▶ **Problem description**: Please give back the listing exactly as it reads.

▶ **Data for this exercise**:
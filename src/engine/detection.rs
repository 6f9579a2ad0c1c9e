//! 类别与语气检测
//!
//! 类别检测按固定优先级逐个测试词边界正则，取第一个命中的类别，
//! 不做计数比较。语气/风格检测是简单的子串包含判断。

use once_cell::sync::Lazy;
use regex::Regex;
use serde::{Deserialize, Serialize};

use crate::models::category::Category;

static CATEGORY_PATTERNS: Lazy<Vec<(Category, Regex)>> = Lazy::new(|| {
    [
        (
            Category::Business,
            "business|corporate|professional|office|meeting|finance|marketing|sales|entrepreneur|startup|investment|commerce|trade|industry|economy",
        ),
        (
            Category::Technology,
            "tech|technology|software|coding|programming|digital|app|web|mobile|data|ai|artificial|intelligence|machine|learning|cyber|cloud|internet|developer|engineer|algorithm",
        ),
        (
            Category::Creative,
            "creative|art|design|music|artist|painting|craft|imagination|advertising|visual|graphic|illustration|animation|artistic|culture|entertainment",
        ),
        (
            Category::Lifestyle,
            "lifestyle|health|fitness|wellness|yoga|meditation|food|cooking|travel|vlog|personal|home|family|hobby|leisure|exercise|nutrition|workout|gym|sport",
        ),
        (
            Category::Nature,
            "nature|environment|green|eco|sustainable|outdoor|landscape|wildlife|natural|earth|planet|conservation|climate|ecology|forest|ocean|tree|plant|animal",
        ),
        (
            Category::Education,
            "education|learning|tutorial|teaching|course|lesson|training|study|school|university|knowledge|skill|guide|how-to|instruction|academic",
        ),
        (
            Category::Gaming,
            "gaming|game|gamer|esports|stream|streaming|play|player|console|video-game|multiplayer|competitive|tournament",
        ),
    ]
    .into_iter()
    .map(|(category, terms)| {
        let pattern = format!(r"(?i)\b(?:{})\b", terms);
        (
            category,
            Regex::new(&pattern).expect("category pattern is a fixed literal"),
        )
    })
    .collect()
});

/// 检测输入文本的语义类别
///
/// 按 business、technology、creative、lifestyle、nature、education、gaming
/// 的顺序返回第一个命中的类别，全部未命中时返回 [`Category::Default`]。
pub fn detect_category(text: &str) -> Category {
    CATEGORY_PATTERNS
        .iter()
        .find(|(_, pattern)| pattern.is_match(text))
        .map(|(category, _)| *category)
        .unwrap_or_default()
}

/// 帖子语气
#[derive(Debug, Clone, Copy, Serialize, Deserialize, PartialEq, Eq, Hash)]
#[serde(rename_all = "lowercase")]
pub enum PostTone {
    Motivational,
    Professional,
    Casual,
    Educational,
}

/// 消息类型
#[derive(Debug, Clone, Copy, Serialize, Deserialize, PartialEq, Eq, Hash)]
#[serde(rename_all = "lowercase")]
pub enum MessageType {
    Greeting,
    Followup,
    Announcement,
    Professional,
}

/// 图像提示词风格
#[derive(Debug, Clone, Copy, Serialize, Deserialize, PartialEq, Eq, Hash)]
#[serde(rename_all = "lowercase")]
pub enum ImagePromptStyle {
    Futuristic,
    Minimalist,
    Artistic,
    Natural,
    Professional,
}

/// 配文语气
#[derive(Debug, Clone, Copy, Serialize, Deserialize, PartialEq, Eq, Hash)]
#[serde(rename_all = "lowercase")]
pub enum CaptionTone {
    Professional,
    Casual,
    Inspirational,
}

/// 脚本风格
#[derive(Debug, Clone, Copy, Serialize, Deserialize, PartialEq, Eq, Hash)]
#[serde(rename_all = "lowercase")]
pub enum ScriptStyle {
    Informative,
    Entertaining,
    Tutorial,
}

const POST_TONE_RULES: &[(PostTone, &[&str])] = &[
    (PostTone::Motivational, &["motivat", "inspir", "encourag"]),
    (
        PostTone::Professional,
        &["profession", "business", "corporate", "industry"],
    ),
    (
        PostTone::Educational,
        &["learn", "educat", "teach", "explain"],
    ),
];

const MESSAGE_TYPE_RULES: &[(MessageType, &[&str])] = &[
    (MessageType::Followup, &["follow", "follow-up", "followup"]),
    (MessageType::Announcement, &["announc", "update", "news"]),
    (
        MessageType::Greeting,
        &["greet", "hello", "introduction", "introduce"],
    ),
];

const IMAGE_STYLE_RULES: &[(ImagePromptStyle, &[&str])] = &[
    (
        ImagePromptStyle::Futuristic,
        &["futur", "sci-fi", "cyberpunk", "tech"],
    ),
    (ImagePromptStyle::Minimalist, &["minimal", "simple", "clean"]),
    (
        ImagePromptStyle::Artistic,
        &["art", "paint", "abstract", "creative"],
    ),
    (
        ImagePromptStyle::Natural,
        &["nature", "natural", "outdoor", "landscape"],
    ),
];

const CAPTION_TONE_RULES: &[(CaptionTone, &[&str])] = &[
    (
        CaptionTone::Professional,
        &["profession", "business", "corporate"],
    ),
    (CaptionTone::Inspirational, &["inspir", "motivat", "uplift"]),
];

const SCRIPT_STYLE_RULES: &[(ScriptStyle, &[&str])] = &[
    (ScriptStyle::Entertaining, &["entertain", "fun", "engaging"]),
    (
        ScriptStyle::Tutorial,
        &["tutorial", "how to", "guide", "step"],
    ),
];

/// 按规则顺序返回第一个包含任一关键片段的分组
fn classify<T: Copy>(text: &str, rules: &[(T, &[&str])], fallback: T) -> T {
    let text_lower = text.to_lowercase();
    rules
        .iter()
        .find(|(_, needles)| needles.iter().any(|needle| text_lower.contains(needle)))
        .map(|(bucket, _)| *bucket)
        .unwrap_or(fallback)
}

pub fn detect_tone(text: &str) -> PostTone {
    classify(text, POST_TONE_RULES, PostTone::Casual)
}

pub fn detect_message_type(text: &str) -> MessageType {
    classify(text, MESSAGE_TYPE_RULES, MessageType::Professional)
}

pub fn detect_image_prompt_style(text: &str) -> ImagePromptStyle {
    classify(text, IMAGE_STYLE_RULES, ImagePromptStyle::Professional)
}

pub fn detect_caption_tone(text: &str) -> CaptionTone {
    classify(text, CAPTION_TONE_RULES, CaptionTone::Casual)
}

pub fn detect_script_style(text: &str) -> ScriptStyle {
    classify(text, SCRIPT_STYLE_RULES, ScriptStyle::Informative)
}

▶ **Result for this task**:
filename src/engine/detection.rs
repository 6f9579a2ad0c1c9e
//! 类别与语气检测
//!
//! 类别检测按固定优先级逐个测试词边界正则，取第一个命中的类别，
//! 不做计数比较。语气/风格检测是简单的子串包含判断。

use once_cell::sync::Lazy;
use regex::Regex;
use serde::{Deserialize, Serialize};

use crate::models::category::Category;

static CATEGORY_PATTERNS: Lazy<Vec<(Category, Regex)>> = Lazy::new(|| {
    [
        (
            Category::Business,
            "business|corporate|professional|office|meeting|finance|marketing|sales|entrepreneur|startup|investment|commerce|trade|industry|economy",
        ),
        (
            Category::Technology,
            "tech|technology|software|coding|programming|digital|app|web|mobile|data|ai|artificial|intelligence|machine|learning|cyber|cloud|internet|developer|engineer|algorithm",
        ),
        (
            Category::Creative,
            "creative|art|design|music|artist|painting|craft|imagination|advertising|visual|graphic|illustration|animation|artistic|culture|entertainment",
        ),
        (
            Category::Lifestyle,
            "lifestyle|health|fitness|wellness|yoga|meditation|food|cooking|travel|vlog|personal|home|family|hobby|leisure|exercise|nutrition|workout|gym|sport",
        ),
        (
            Category::Nature,
            "nature|environment|green|eco|sustainable|outdoor|landscape|wildlife|natural|earth|planet|conservation|climate|ecology|forest|ocean|tree|plant|animal",
        ),
        (
            Category::Education,
            "education|learning|tutorial|teaching|course|lesson|training|study|school|university|knowledge|skill|guide|how-to|instruction|academic",
        ),
        (
            Category::Gaming,
            "gaming|game|gamer|esports|stream|streaming|play|player|console|video-game|multiplayer|competitive|tournament",
        ),
    ]
    .into_iter()
    .map(|(category, terms)| {
        let pattern = format!(r"(?i)\b(?:{})\b", terms);
        (
            category,
            Regex::new(&pattern).expect("category pattern is a fixed literal"),
        )
    })
    .collect()
});

/// 检测输入文本的语义类别
///
/// 按 business、technology、creative、lifestyle、nature、education、gaming
/// 的顺序返回第一个命中的类别，全部未命中时返回 [`Category::Default`]。
pub fn detect_category(text: &str) -> Category {
    CATEGORY_PATTERNS
        .iter()
        .find(|(_, pattern)| pattern.is_match(text))
        .map(|(category, _)| *category)
        .unwrap_or_default()
}

/// 帖子语气
#[derive(Debug, Clone, Copy, Serialize, Deserialize, PartialEq, Eq, Hash)]
#[serde(rename_all = "lowercase")]
pub enum PostTone {
    Motivational,
    Professional,
    Casual,
    Educational,
}

/// 消息类型
#[derive(Debug, Clone, Copy, Serialize, Deserialize, PartialEq, Eq, Hash)]
#[serde(rename_all = "lowercase")]
pub enum MessageType {
    Greeting,
    Followup,
    Announcement,
    Professional,
}

/// 图像提示词风格
#[derive(Debug, Clone, Copy, Serialize, Deserialize, PartialEq, Eq, Hash)]
#[serde(rename_all = "lowercase")]
pub enum ImagePromptStyle {
    Futuristic,
    Minimalist,
    Artistic,
    Natural,
    Professional,
}

/// 配文语气
#[derive(Debug, Clone, Copy, Serialize, Deserialize, PartialEq, Eq, Hash)]
#[serde(rename_all = "lowercase")]
pub enum CaptionTone {
    Professional,
    Casual,
    Inspirational,
}

/// 脚本风格
#[derive(Debug, Clone, Copy, Serialize, Deserialize, PartialEq, Eq, Hash)]
#[serde(rename_all = "lowercase")]
pub enum ScriptStyle {
    Informative,
    Entertaining,
    Tutorial,
}

const POST_TONE_RULES: &[(PostTone, &[&str])] = &[
    (PostTone::Motivational, &["motivat", "inspir", "encourag"]),
    (
        PostTone::Professional,
        &["profession", "business", "corporate", "industry"],
    ),
    (
        PostTone::Educational,
        &["learn", "educat", "teach", "explain"],
    ),
];

const MESSAGE_TYPE_RULES: &[(MessageType, &[&str])] = &[
    (MessageType::Followup, &["follow", "follow-up", "followup"]),
    (MessageType::Announcement, &["announc", "update", "news"]),
    (
        MessageType::Greeting,
        &["greet", "hello", "introduction", "introduce"],
    ),
];

const IMAGE_STYLE_RULES: &[(ImagePromptStyle, &[&str])] = &[
    (
        ImagePromptStyle::Futuristic,
        &["futur", "sci-fi", "cyberpunk", "tech"],
    ),
    (ImagePromptStyle::Minimalist, &["minimal", "simple", "clean"]),
    (
        ImagePromptStyle::Artistic,
        &["art", "paint", "abstract", "creative"],
    ),
    (
        ImagePromptStyle::Natural,
        &["nature", "natural", "outdoor", "landscape"],
    ),
];

const CAPTION_TONE_RULES: &[(CaptionTone, &[&str])] = &[
    (
        CaptionTone::Professional,
        &["profession", "business", "corporate"],
    ),
    (CaptionTone::Inspirational, &["inspir", "motivat", "uplift"]),
];

const SCRIPT_STYLE_RULES: &[(ScriptStyle, &[&str])] = &[
    (ScriptStyle::Entertaining, &["entertain", "fun", "engaging"]),
    (
        ScriptStyle::Tutorial,
        &["tutorial", "how to", "guide", "step"],
    ),
];

/// 按规则顺序返回第一个包含任一关键片段的分组
fn classify<T: Copy>(text: &str, rules: &[(T, &[&str])], fallback: T) -> T {
    let text_lower = text.to_lowercase();
    rules
        .iter()
        .find(|(_, needles)| needles.iter().any(|needle| text_lower.contains(needle)))
        .map(|(bucket, _)| *bucket)
        .unwrap_or(fallback)
}

pub fn detect_tone(text: &str) -> PostTone {
    classify(text, POST_TONE_RULES, PostTone::Casual)
}

pub fn detect_message_type(text: &str) -> MessageType {
    classify(text, MESSAGE_TYPE_RULES, MessageType::Professional)
}

pub fn detect_image_prompt_style(text: &str) -> ImagePromptStyle {
    classify(text, IMAGE_STYLE_RULES, ImagePromptStyle::Professional)
}

pub fn detect_caption_tone(text: &str) -> CaptionTone {
    classify(text, CAPTION_TONE_RULES, CaptionTone::Casual)
}

pub fn detect_script_style(text: &str) -> ScriptStyle {
    classify(text, SCRIPT_STYLE_RULES, ScriptStyle::Informative)
}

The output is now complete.